Yes. Doug Richie Jr., DPM, FACFAS says evidence-based medicine is overwhelmingly in favor of preventive bracing and notes that the literature discounts perceived negative
effects on athletic performance.

No. Lisa M. Schoene, DPM, ATC, FACFAS argues that clinicians should consider other modalities and be wary of a hasty return to play with bracing as a lack of follow-through with appropriate rehabilitation may lead to compromised tissue repair and recurrent sprains.

Yes.

This author says evidence-based medicine is overwhelmingly in favor of preventive bracing and notes that the literature discounts perceived negative
effects on athletic performance.

Preventive bracing for ankle sprains is legitimate and this position is clearly supported by the highest level evidence-based medicine. Preventive ankle bracing has consistently shown a protective benefit for the athlete with no sequelae for long-term use on a regular basis.

   So why is there any debate on this subject? Perhaps it is because parents, coaches, athletic trainers and physicians still cling to myths and misconceptions about preventive bracing of the ankle. Therefore, the facts of this debate deserve review and discussion.

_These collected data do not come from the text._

use thiserror::Error;

/// Failure raised by a single restriction when it rejects a value
#[derive(Error, Debug, Clone, PartialEq)]
#[error("{message}")]
pub struct RestrictionError {
    pub message: String,
}

impl RestrictionError {
    pub fn new(message: impl Into<String>) -> Self {
        Self {
            message: message.into(),
        }
    }
}

/// Contract problems found while registering an entity type.
///
/// These are fatal: a `ProcedureStore` is never built for a type whose
/// contract does not pass.
#[derive(Error, Debug, Clone, PartialEq)]
pub enum ConfigurationError {
    #[error("{entity}: database namespace is invalid: {reason}")]
    InvalidDatabase { entity: String, reason: String },

    #[error("{entity}: entity name is not a valid procedure prefix: {reason}")]
    InvalidEntityName { entity: String, reason: String },

    #[error("{entity}: missing restrictions for \"{parameter}\" in {verb}_params")]
    MissingRestriction {
        entity: String,
        verb: String,
        parameter: String,
    },

    #[error("{entity}: \"{parameter}\" is declared more than once in {verb}_params")]
    DuplicateParameter {
        entity: String,
        verb: String,
        parameter: String,
    },

    #[error("{entity}: {verb}_params is declared more than once")]
    DuplicateVerb { entity: String, verb: String },

    #[error("{entity}: {verb}_params is required but was not declared")]
    UndeclaredVerb { entity: String, verb: String },

    #[error("{entity}: Paginated and Scrollable are mutually exclusive")]
    ConflictingPagination { entity: String },

    #[error("{entity}: Scrollable requires a \"limit\" {what}")]
    MissingLimit { entity: String, what: String },

    #[error("{entity}: list_params must include the cursor key \"{cursor_key}\"")]
    MissingCursorParameter { entity: String, cursor_key: String },

    #[error("{entity}: extra restriction \"{field}\" is malformed: {source}")]
    MalformedRestriction {
        entity: String,
        field: String,
        source: RestrictionError,
    },
}

#[derive(Error, Debug)]
pub enum ProcedureError {
    #[error("Configuration error: {0}")]
    Configuration(#[from] ConfigurationError),

    #[error("Validation error: {entity}.{field}: {source}")]
    Validation {
        entity: String,
        field: String,
        source: RestrictionError,
    },

    #[error("Lookup error: restrictions required for \"{parameter}\" in {entity}")]
    Lookup { entity: String, parameter: String },

    #[error("Integration error: {entity} via {procedure}: {message}")]
    Integration {
        entity: String,
        procedure: String,
        message: String,
    },

    #[error("Database error: {0}")]
    Database(String),

    #[error("Serialization error: {0}")]
    Serialization(#[from] serde_json::Error),
}

impl ProcedureError {
    pub fn validation(entity: &str, field: &str, source: RestrictionError) -> Self {
        Self::Validation {
            entity: entity.to_string(),
            field: field.to_string(),
            source,
        }
    }

    pub fn integration(entity: &str, procedure: &str, message: impl Into<String>) -> Self {
        Self::Integration {
            entity: entity.to_string(),
            procedure: procedure.to_string(),
            message: message.into(),
        }
    }

    pub fn database<E: std::fmt::Display>(error: E) -> Self {
        Self::Database(error.to_string())
    }

    /// Whether the failure happened before any database interaction
    pub fn is_pre_io(&self) -> bool {
        matches!(
            self,
            Self::Configuration(_) | Self::Validation { .. } | Self::Lookup { .. }
        )
    }
}
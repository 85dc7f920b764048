//! Argument encoding
//!
//! Converts validated JSON arguments into bindable values. Objects and arrays
//! are sent as JSON text, which is what MySQL procedures expect for `JSON`
//! parameters.

use crate::types::SqlValue;
use serde_json::Value;

pub fn encode_arg(value: &Value) -> SqlValue {
    match value {
        Value::Null => SqlValue::Null,
        Value::Bool(b) => SqlValue::Boolean(*b),
        Value::Number(n) => {
            if let Some(i) = n.as_i64() {
                SqlValue::BigInt(i)
            } else if let Some(u) = n.as_u64() {
                SqlValue::UnsignedBigInt(u)
            } else {
                // Non-integral numbers always have an f64 representation
                SqlValue::Double(n.as_f64().unwrap_or_default())
            }
        }
        Value::String(s) => SqlValue::Text(s.clone()),
        Value::Array(_) | Value::Object(_) => SqlValue::Json(value.to_string()),
    }
}

/// Encode arguments in binding order
pub fn encode_args(args: &[(String, Value)]) -> Vec<SqlValue> {
    args.iter().map(|(_, value)| encode_arg(value)).collect()
}

#[cfg(test)]
mod tests {
    use super::*;
    use serde_json::json;

    #[test]
    fn test_structured_values_become_json_text() {
        assert_eq!(
            encode_arg(&json!({"a": [1, 2]})),
            SqlValue::Json(r#"{"a":[1,2]}"#.to_string())
        );
        assert_eq!(encode_arg(&json!(["x"])), SqlValue::Json(r#"["x"]"#.to_string()));
    }

    #[test]
    fn test_scalars() {
        assert_eq!(encode_arg(&json!(null)), SqlValue::Null);
        assert_eq!(encode_arg(&json!(true)), SqlValue::Boolean(true));
        assert_eq!(encode_arg(&json!(-4)), SqlValue::BigInt(-4));
        assert_eq!(encode_arg(&json!(u64::MAX)), SqlValue::UnsignedBigInt(u64::MAX));
        assert_eq!(encode_arg(&json!(1.5)), SqlValue::Double(1.5));
        assert_eq!(encode_arg(&json!("hi")), SqlValue::Text("hi".to_string()));
    }

    #[test]
    fn test_encode_args_keeps_order() {
        let args = vec![("b".to_string(), json!(2)), ("a".to_string(), json!("x"))];
        assert_eq!(
            encode_args(&args),
            vec![SqlValue::BigInt(2), SqlValue::Text("x".to_string())]
        );
    }
}
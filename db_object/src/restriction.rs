//! Field restrictions
//!
//! A restriction validates and coerces one field value and may carry a
//! default used when the value is absent.

use crate::errors::RestrictionError;
use chrono::{DateTime, NaiveDateTime, SecondsFormat};
use serde_json::Value;
use std::collections::BTreeMap;
use std::fmt;

pub use type_mapping::DATETIME_FORMAT;

const DATETIME_INPUT_FORMATS: &[&str] = &["%Y-%m-%d %H:%M:%S%.f", "%Y-%m-%dT%H:%M:%S%.f"];

/// Signature of a user supplied coercion
pub type CoerceFn = fn(&Value) -> Result<Value, String>;

#[derive(Clone)]
pub enum FieldKind {
    Any,
    Int,
    Float,
    Str,
    Bool,
    DateTime,
    /// Instant in UTC, rendered as RFC 3339 with an offset
    Timestamp,
    Json,
    Object,
    List,
    OneOf(Vec<Value>),
    Custom { name: &'static str, coerce: CoerceFn },
}

impl fmt::Debug for FieldKind {
    fn fmt(&self, f: &mut fmt::Formatter<'_>) -> fmt::Result {
        match self {
            FieldKind::OneOf(choices) => f.debug_tuple("OneOf").field(choices).finish(),
            FieldKind::Custom { name, .. } => f.debug_tuple("Custom").field(name).finish(),
            other => f.write_str(other.name()),
        }
    }
}

impl FieldKind {
    pub fn name(&self) -> &'static str {
        match self {
            FieldKind::Any => "any",
            FieldKind::Int => "int",
            FieldKind::Float => "float",
            FieldKind::Str => "str",
            FieldKind::Bool => "bool",
            FieldKind::DateTime => "datetime",
            FieldKind::Timestamp => "timestamp",
            FieldKind::Json => "json",
            FieldKind::Object => "object",
            FieldKind::List => "list",
            FieldKind::OneOf(_) => "one_of",
            FieldKind::Custom { name, .. } => *name,
        }
    }
}

#[derive(Debug, Clone)]
pub struct Restriction {
    kind: FieldKind,
    nullable: bool,
    default: Option<Value>,
}

impl Restriction {
    pub fn new(kind: FieldKind) -> Self {
        Self {
            kind,
            nullable: false,
            default: None,
        }
    }

    pub fn any() -> Self {
        Self::new(FieldKind::Any).nullable()
    }

    pub fn int() -> Self {
        Self::new(FieldKind::Int)
    }

    pub fn float() -> Self {
        Self::new(FieldKind::Float)
    }

    pub fn string() -> Self {
        Self::new(FieldKind::Str)
    }

    pub fn boolean() -> Self {
        Self::new(FieldKind::Bool)
    }

    pub fn datetime() -> Self {
        Self::new(FieldKind::DateTime)
    }

    /// Datetime that keeps its UTC offset; naive input is read as UTC
    pub fn timestamp() -> Self {
        Self::new(FieldKind::Timestamp)
    }

    pub fn json() -> Self {
        Self::new(FieldKind::Json)
    }

    pub fn object() -> Self {
        Self::new(FieldKind::Object)
    }

    pub fn list() -> Self {
        Self::new(FieldKind::List)
    }

    pub fn one_of<I: IntoIterator<Item = Value>>(choices: I) -> Self {
        Self::new(FieldKind::OneOf(choices.into_iter().collect()))
    }

    pub fn custom(name: &'static str, coerce: CoerceFn) -> Self {
        Self::new(FieldKind::Custom { name, coerce })
    }

    /// Allow `null` as a valid value
    pub fn nullable(mut self) -> Self {
        self.nullable = true;
        self
    }

    pub fn with_default(mut self, default: impl Into<Value>) -> Self {
        self.default = Some(default.into());
        self
    }

    pub fn kind(&self) -> &FieldKind {
        &self.kind
    }

    pub fn is_nullable(&self) -> bool {
        self.nullable
    }

    pub fn default_value(&self) -> Option<&Value> {
        self.default.as_ref()
    }

    /// Validate a possibly absent value, falling back to the default
    pub fn apply(&self, value: Option<&Value>) -> Result<Value, RestrictionError> {
        match value.or(self.default.as_ref()) {
            Some(value) => self.validate(value),
            None => self.validate(&Value::Null),
        }
    }

    pub fn validate(&self, value: &Value) -> Result<Value, RestrictionError> {
        if value.is_null() {
            return if self.nullable {
                Ok(Value::Null)
            } else {
                Err(RestrictionError::new(format!(
                    "null is not allowed for {}",
                    self.kind.name()
                )))
            };
        }

        match &self.kind {
            FieldKind::Any => Ok(value.clone()),
            FieldKind::Int => match value {
                Value::Number(n) if n.is_i64() || n.is_u64() => Ok(value.clone()),
                _ => Err(mismatch("int", value)),
            },
            FieldKind::Float => match value.as_f64() {
                Some(f) if value.is_number() => Ok(Value::from(f)),
                _ => Err(mismatch("float", value)),
            },
            FieldKind::Str => match value {
                Value::String(_) => Ok(value.clone()),
                _ => Err(mismatch("str", value)),
            },
            FieldKind::Bool => match value {
                Value::Bool(_) => Ok(value.clone()),
                _ => Err(mismatch("bool", value)),
            },
            FieldKind::DateTime => match value {
                Value::String(s) => parse_datetime(s)
                    .map(|dt| Value::String(dt.format(DATETIME_FORMAT).to_string()))
                    .ok_or_else(|| {
                        RestrictionError::new(format!("\"{}\" is not a valid datetime", s))
                    }),
                _ => Err(mismatch("datetime", value)),
            },
            FieldKind::Timestamp => match value {
                Value::String(s) => parse_datetime(s)
                    .map(|dt| Value::String(dt.and_utc().to_rfc3339_opts(SecondsFormat::AutoSi, false)))
                    .ok_or_else(|| {
                        RestrictionError::new(format!("\"{}\" is not a valid timestamp", s))
                    }),
                _ => Err(mismatch("timestamp", value)),
            },
            FieldKind::Json => Ok(value.clone()),
            FieldKind::Object => match value {
                Value::Object(_) => Ok(value.clone()),
                _ => Err(mismatch("object", value)),
            },
            FieldKind::List => match value {
                Value::Array(_) => Ok(value.clone()),
                _ => Err(mismatch("list", value)),
            },
            FieldKind::OneOf(choices) => {
                if choices.contains(value) {
                    Ok(value.clone())
                } else {
                    Err(RestrictionError::new(format!(
                        "{} is not one of {}",
                        value,
                        Value::Array(choices.clone())
                    )))
                }
            }
            FieldKind::Custom { coerce, .. } => coerce(value).map_err(RestrictionError::new),
        }
    }

    /// Check that the restriction itself is well formed
    pub fn check(&self) -> Result<(), RestrictionError> {
        if let FieldKind::OneOf(choices) = &self.kind {
            if choices.is_empty() {
                return Err(RestrictionError::new("one_of requires at least one choice"));
            }
        }
        if let Some(default) = &self.default {
            self.validate(default).map_err(|e| {
                RestrictionError::new(format!("default {} is invalid: {}", default, e))
            })?;
        }
        Ok(())
    }
}

fn mismatch(expected: &str, value: &Value) -> RestrictionError {
    RestrictionError::new(format!("expected {}, got {}", expected, value))
}

fn parse_datetime(s: &str) -> Option<NaiveDateTime> {
    if let Ok(dt) = DateTime::parse_from_rfc3339(s) {
        return Some(dt.naive_utc());
    }
    DATETIME_INPUT_FORMATS
        .iter()
        .find_map(|format| NaiveDateTime::parse_from_str(s, format).ok())
}

/// Name to restriction table of one entity
#[derive(Debug, Clone, Default)]
pub struct Restrictions {
    fields: BTreeMap<String, Restriction>,
}

impl Restrictions {
    pub fn new() -> Self {
        Self::default()
    }

    pub fn field(mut self, name: impl Into<String>, restriction: Restriction) -> Self {
        self.fields.insert(name.into(), restriction);
        self
    }

    pub fn insert(&mut self, name: impl Into<String>, restriction: Restriction) {
        self.fields.insert(name.into(), restriction);
    }

    pub fn get(&self, name: &str) -> Option<&Restriction> {
        self.fields.get(name)
    }

    pub fn contains(&self, name: &str) -> bool {
        self.fields.contains_key(name)
    }

    pub fn iter(&self) -> impl Iterator<Item = (&str, &Restriction)> {
        self.fields.iter().map(|(k, v)| (k.as_str(), v))
    }

    pub fn len(&self) -> usize {
        self.fields.len()
    }

    pub fn is_empty(&self) -> bool {
        self.fields.is_empty()
    }
}

#[cfg(test)]
mod tests {
    use super::*;
    use serde_json::json;

    #[test]
    fn test_int_restriction() {
        let r = Restriction::int();
        assert_eq!(r.validate(&json!(1)).unwrap(), json!(1));
        assert!(r.validate(&json!("abc")).is_err());
        assert!(r.validate(&json!(1.5)).is_err());
        assert!(r.validate(&Value::Null).is_err());
        assert_eq!(r.clone().nullable().validate(&Value::Null).unwrap(), Value::Null);
    }

    #[test]
    fn test_default_applies_only_when_absent() {
        let r = Restriction::int().with_default(5);
        assert_eq!(r.apply(None).unwrap(), json!(5));
        assert_eq!(r.apply(Some(&json!(7))).unwrap(), json!(7));
        assert!(Restriction::int().apply(None).is_err());
        assert_eq!(Restriction::int().nullable().apply(None).unwrap(), Value::Null);
    }

    #[test]
    fn test_float_widens_integers() {
        assert_eq!(Restriction::float().validate(&json!(12)).unwrap(), json!(12.0));
        assert!(Restriction::float().validate(&json!("12")).is_err());
    }

    #[test]
    fn test_datetime_normalizes() {
        let r = Restriction::datetime();
        assert_eq!(
            r.validate(&json!("2021-11-18 00:00:00")).unwrap(),
            json!("2021-11-18T00:00:00")
        );
        assert_eq!(
            r.validate(&json!("2021-11-18T10:20:30.5+00:00")).unwrap(),
            json!("2021-11-18T10:20:30.500")
        );
        assert!(r.validate(&json!("yesterday")).is_err());
    }

    #[test]
    fn test_timestamp_keeps_utc_offset() {
        let r = Restriction::timestamp();
        assert_eq!(
            r.validate(&json!("2024-01-02 03:04:05")).unwrap(),
            json!("2024-01-02T03:04:05+00:00")
        );
        assert_eq!(
            r.validate(&json!("2024-01-02T05:04:05.250+02:00")).unwrap(),
            json!("2024-01-02T03:04:05.250+00:00")
        );
        assert!(r.validate(&json!("soon")).is_err());

        let value = r.validate(&json!("2024-01-02T03:04:05Z")).unwrap();
        let parsed: chrono::DateTime<chrono::Utc> = serde_json::from_value(value).unwrap();
        assert_eq!(parsed.to_rfc3339(), "2024-01-02T03:04:05+00:00");
    }

    #[test]
    fn test_one_of_and_check() {
        let r = Restriction::one_of([json!("a"), json!("b")]);
        assert!(r.validate(&json!("a")).is_ok());
        assert!(r.validate(&json!("c")).is_err());
        assert!(r.check().is_ok());

        assert!(Restriction::one_of(Vec::new()).check().is_err());
        assert!(Restriction::one_of([json!("a")]).with_default("z").check().is_err());
        assert!(Restriction::int().with_default("ten").check().is_err());
    }

    #[test]
    fn test_custom_restriction() {
        fn non_empty(value: &Value) -> Result<Value, String> {
            match value.as_str() {
                Some(s) if !s.is_empty() => Ok(value.clone()),
                _ => Err("must be a non-empty string".to_string()),
            }
        }
        let r = Restriction::custom("non_empty", non_empty);
        assert!(r.validate(&json!("x")).is_ok());
        assert_eq!(
            r.validate(&json!("")).unwrap_err().message,
            "must be a non-empty string"
        );
    }
}
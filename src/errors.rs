//! Error types for the DbAble crate
//!
//! This module contains all error types that can be returned by DbAble operations.

use db_object::ProcedureError;
use thiserror::Error;

#[derive(Error, Debug)]
pub enum DbAbleError {
    #[error("Database connection error: {0}")]
    DatabaseConnection(#[from] sqlx::Error),

    #[error("Configuration file error: {0}")]
    Config(#[from] config::ConfigError),

    #[error(transparent)]
    Procedure(#[from] ProcedureError),

    #[error("Store not found: {0}")]
    StoreNotFound(String),

    #[error("Store already registered: {0}")]
    StoreAlreadyRegistered(String),
}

   An ankle sprain is the most common injury in sport, comprising approximately 25 percent of all injuries reported for any part of the body.1-3 In terms of sport, basketball has the highest incidence of ankle sprain, followed by volleyball and soccer.1,2,4-7 These three sports have received the most intense focus of studies on preventive ankle bracing.

   The two classic studies showing positive effects of preventive bracing of the ankle were published in the 1990s and clearly show protective benefits in two different sports. Sitler and Horodyski performed a prospective study of over 1,600 basketball players at the United States Military Academy over a two-year period.7 Players who wore an Aircast type ankle stirrup (DJO) averaged 1.6 sprains per 1,000 games played while unbraced players suffered 5.2 sprains for the same amount of games. There was no difference in benefit whether the athletes had suffered a previous sprain.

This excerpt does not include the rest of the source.